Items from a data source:

------

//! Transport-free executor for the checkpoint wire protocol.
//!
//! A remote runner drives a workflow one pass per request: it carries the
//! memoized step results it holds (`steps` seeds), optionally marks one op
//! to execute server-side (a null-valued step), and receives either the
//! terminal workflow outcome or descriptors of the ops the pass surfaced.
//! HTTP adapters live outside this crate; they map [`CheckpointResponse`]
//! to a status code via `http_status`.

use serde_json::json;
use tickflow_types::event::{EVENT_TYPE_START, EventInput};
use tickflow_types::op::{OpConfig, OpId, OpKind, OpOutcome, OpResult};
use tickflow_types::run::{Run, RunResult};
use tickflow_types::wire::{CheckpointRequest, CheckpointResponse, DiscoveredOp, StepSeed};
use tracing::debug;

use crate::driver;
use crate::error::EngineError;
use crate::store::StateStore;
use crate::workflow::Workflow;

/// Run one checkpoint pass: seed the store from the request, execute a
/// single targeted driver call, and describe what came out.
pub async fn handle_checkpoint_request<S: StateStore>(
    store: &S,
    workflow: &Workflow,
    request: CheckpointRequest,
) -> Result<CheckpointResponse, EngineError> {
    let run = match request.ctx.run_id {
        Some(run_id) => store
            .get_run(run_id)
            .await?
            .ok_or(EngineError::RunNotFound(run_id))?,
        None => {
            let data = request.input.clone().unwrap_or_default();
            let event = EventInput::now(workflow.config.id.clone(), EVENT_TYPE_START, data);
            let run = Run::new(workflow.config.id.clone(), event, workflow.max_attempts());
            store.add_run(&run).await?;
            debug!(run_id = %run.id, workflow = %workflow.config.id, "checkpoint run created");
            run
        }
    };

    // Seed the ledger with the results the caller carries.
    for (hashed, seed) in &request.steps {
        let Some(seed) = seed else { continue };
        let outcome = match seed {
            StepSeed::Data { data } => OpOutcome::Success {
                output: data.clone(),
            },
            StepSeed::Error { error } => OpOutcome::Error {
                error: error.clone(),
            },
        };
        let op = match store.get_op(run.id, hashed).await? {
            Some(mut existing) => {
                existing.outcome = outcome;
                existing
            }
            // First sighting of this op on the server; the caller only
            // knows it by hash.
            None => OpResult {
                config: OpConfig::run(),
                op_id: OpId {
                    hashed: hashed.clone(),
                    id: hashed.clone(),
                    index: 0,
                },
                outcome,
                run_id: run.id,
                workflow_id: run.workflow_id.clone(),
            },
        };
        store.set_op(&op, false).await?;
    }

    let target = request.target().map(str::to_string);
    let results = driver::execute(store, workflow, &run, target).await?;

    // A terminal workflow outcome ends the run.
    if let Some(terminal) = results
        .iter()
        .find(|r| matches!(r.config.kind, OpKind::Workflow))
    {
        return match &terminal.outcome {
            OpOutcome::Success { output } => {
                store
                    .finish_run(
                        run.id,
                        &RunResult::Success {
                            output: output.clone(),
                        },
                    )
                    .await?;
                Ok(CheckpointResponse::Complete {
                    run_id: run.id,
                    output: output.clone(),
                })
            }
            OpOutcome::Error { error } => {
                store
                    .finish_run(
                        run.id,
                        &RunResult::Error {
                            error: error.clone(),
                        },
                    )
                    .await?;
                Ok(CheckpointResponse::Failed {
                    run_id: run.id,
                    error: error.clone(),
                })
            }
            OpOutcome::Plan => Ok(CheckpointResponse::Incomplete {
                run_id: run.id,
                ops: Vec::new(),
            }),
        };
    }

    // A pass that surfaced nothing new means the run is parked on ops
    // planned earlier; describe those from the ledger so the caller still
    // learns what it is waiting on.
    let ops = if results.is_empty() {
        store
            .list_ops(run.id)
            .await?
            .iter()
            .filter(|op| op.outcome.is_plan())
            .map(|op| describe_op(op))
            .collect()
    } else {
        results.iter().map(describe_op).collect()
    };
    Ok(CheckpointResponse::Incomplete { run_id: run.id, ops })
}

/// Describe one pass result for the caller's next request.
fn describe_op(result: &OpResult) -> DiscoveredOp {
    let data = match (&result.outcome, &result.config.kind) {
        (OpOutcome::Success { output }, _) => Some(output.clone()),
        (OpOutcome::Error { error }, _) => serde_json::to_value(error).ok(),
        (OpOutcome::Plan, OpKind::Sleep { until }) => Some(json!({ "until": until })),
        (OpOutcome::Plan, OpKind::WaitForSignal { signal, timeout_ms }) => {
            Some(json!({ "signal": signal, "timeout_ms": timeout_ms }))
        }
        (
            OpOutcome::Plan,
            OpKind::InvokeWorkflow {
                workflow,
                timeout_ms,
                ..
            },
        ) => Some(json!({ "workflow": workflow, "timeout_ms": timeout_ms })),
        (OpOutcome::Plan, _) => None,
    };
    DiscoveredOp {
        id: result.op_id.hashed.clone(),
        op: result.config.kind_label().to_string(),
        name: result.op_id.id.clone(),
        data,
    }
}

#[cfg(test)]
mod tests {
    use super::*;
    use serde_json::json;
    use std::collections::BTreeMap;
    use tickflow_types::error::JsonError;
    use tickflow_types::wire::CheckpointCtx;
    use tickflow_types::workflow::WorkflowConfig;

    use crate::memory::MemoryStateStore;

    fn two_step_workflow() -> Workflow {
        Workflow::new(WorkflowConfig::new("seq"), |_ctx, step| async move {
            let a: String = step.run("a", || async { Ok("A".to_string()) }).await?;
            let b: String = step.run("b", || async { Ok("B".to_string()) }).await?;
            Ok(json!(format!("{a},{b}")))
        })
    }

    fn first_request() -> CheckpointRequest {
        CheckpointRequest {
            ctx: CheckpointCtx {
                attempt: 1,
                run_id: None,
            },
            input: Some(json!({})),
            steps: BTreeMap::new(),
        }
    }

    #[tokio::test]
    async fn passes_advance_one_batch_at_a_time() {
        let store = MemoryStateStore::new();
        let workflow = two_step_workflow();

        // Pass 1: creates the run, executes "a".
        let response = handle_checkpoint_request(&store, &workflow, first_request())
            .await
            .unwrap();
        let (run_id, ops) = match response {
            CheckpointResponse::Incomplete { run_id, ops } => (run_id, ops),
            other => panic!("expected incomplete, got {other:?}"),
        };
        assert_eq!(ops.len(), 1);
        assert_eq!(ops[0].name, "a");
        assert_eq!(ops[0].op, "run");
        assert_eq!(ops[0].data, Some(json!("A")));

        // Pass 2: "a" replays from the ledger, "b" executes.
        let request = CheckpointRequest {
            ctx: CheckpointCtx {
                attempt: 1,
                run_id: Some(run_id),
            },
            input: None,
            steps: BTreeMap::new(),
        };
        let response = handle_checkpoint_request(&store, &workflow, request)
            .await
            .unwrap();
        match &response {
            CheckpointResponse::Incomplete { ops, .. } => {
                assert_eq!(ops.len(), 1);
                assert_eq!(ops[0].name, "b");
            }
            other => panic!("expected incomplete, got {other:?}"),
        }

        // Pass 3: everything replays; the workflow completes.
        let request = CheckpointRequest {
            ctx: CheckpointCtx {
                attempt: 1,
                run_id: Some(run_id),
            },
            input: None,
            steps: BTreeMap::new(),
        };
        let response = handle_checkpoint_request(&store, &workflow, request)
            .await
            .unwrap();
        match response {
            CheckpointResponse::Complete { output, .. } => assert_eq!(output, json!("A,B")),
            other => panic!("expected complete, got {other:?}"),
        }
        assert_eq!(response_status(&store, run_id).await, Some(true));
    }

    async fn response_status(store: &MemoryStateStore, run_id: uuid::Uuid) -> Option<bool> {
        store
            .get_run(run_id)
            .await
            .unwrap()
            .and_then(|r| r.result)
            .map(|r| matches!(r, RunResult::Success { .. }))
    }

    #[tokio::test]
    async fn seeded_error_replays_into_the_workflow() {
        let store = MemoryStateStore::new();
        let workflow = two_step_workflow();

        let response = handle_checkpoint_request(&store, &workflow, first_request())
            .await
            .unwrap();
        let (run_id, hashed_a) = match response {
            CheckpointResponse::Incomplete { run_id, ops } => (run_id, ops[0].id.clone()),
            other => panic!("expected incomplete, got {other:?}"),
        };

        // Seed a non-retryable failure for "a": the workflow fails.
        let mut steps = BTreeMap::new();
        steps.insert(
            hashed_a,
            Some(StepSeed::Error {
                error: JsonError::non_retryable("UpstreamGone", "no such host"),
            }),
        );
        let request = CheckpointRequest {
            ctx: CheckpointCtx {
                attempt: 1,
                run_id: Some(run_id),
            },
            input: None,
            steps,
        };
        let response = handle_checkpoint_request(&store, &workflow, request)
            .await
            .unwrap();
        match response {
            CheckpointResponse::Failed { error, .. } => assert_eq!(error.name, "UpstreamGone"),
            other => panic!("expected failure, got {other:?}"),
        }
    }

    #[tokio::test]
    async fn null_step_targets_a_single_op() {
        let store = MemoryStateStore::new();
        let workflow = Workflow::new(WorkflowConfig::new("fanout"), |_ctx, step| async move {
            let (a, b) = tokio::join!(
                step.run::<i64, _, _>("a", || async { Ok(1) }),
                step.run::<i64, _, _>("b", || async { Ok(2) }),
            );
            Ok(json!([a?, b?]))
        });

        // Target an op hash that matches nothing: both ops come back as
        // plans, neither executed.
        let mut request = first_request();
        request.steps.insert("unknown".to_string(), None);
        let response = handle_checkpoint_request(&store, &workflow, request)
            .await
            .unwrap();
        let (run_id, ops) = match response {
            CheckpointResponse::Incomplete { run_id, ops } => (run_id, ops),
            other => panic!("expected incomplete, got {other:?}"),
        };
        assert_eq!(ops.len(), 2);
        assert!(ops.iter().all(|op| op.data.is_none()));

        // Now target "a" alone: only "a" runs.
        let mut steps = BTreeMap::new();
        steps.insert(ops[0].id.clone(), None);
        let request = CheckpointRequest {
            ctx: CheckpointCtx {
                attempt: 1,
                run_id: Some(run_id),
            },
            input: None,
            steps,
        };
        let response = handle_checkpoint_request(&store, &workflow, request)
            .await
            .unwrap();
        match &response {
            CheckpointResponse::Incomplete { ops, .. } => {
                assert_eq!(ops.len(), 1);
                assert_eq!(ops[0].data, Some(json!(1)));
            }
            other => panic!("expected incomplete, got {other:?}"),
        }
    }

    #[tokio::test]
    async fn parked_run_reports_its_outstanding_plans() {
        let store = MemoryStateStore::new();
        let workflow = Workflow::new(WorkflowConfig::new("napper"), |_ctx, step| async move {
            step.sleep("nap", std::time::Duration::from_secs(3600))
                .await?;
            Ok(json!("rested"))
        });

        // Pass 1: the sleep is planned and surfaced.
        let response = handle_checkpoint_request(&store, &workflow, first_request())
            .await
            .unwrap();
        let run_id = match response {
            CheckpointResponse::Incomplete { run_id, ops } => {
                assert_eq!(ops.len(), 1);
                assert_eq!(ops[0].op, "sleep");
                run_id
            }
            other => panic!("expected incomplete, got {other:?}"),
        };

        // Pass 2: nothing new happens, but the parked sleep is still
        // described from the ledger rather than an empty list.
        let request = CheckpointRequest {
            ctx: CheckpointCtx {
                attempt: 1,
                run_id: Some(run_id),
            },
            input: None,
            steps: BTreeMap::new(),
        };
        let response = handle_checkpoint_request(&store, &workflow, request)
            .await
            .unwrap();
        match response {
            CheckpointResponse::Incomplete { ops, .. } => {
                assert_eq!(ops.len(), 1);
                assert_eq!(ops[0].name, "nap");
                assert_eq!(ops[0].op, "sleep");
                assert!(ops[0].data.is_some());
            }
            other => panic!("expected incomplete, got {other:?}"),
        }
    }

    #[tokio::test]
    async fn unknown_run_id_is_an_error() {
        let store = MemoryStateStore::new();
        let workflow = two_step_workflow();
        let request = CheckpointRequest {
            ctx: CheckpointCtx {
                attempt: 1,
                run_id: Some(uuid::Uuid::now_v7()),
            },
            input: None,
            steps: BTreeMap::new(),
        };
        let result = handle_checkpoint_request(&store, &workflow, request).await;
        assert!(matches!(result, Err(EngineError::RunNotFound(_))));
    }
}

------

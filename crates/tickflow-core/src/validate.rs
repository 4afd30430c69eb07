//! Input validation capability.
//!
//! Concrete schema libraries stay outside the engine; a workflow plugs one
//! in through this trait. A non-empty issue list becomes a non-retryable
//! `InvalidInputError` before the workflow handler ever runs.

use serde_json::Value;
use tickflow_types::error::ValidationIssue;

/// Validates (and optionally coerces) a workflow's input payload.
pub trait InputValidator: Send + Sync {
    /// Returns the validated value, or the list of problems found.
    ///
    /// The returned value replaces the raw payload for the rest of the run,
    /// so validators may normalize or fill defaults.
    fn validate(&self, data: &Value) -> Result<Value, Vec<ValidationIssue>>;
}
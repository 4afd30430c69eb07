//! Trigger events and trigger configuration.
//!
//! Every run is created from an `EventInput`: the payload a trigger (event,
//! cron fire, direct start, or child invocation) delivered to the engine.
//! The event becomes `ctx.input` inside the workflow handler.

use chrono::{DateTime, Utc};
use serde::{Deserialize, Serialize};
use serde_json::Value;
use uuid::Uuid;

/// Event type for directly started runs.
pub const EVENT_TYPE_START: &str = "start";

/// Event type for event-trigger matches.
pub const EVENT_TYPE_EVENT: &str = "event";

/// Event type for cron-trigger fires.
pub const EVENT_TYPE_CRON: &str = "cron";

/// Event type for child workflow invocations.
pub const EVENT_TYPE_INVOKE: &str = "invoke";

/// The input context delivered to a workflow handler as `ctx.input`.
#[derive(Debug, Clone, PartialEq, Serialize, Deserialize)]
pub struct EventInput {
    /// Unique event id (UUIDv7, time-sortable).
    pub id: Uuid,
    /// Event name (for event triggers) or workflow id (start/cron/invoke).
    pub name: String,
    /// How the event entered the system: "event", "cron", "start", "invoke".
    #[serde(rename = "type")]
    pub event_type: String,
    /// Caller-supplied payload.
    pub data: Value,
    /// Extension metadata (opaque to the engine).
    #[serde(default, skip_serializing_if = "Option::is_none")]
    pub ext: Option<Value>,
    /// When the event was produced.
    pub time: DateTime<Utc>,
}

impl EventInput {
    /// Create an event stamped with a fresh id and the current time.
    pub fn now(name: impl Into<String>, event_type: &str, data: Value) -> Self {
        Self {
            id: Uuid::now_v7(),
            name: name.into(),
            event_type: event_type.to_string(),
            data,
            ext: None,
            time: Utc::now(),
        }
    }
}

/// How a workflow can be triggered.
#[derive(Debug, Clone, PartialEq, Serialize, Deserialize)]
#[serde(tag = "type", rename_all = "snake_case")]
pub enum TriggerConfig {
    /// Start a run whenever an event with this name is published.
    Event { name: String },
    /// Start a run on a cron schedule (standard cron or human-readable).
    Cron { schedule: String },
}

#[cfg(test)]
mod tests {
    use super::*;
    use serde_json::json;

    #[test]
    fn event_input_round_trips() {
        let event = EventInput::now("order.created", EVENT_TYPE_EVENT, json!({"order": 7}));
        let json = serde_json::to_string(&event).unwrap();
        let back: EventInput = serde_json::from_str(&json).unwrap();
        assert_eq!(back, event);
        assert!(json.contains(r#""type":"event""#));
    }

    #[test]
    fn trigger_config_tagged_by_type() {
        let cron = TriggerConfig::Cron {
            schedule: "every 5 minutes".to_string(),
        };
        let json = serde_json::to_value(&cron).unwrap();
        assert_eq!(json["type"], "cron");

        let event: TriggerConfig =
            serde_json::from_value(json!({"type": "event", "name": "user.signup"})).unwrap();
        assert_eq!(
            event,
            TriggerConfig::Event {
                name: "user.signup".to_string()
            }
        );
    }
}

------

> **What the exercise asks**
For each line above that contains the word "failure", make a copy.

> **Output of the exercise**
        // Seed a non-retryable failure for "a": the workflow fails.
            other => panic!("expected failure, got {other:?}"),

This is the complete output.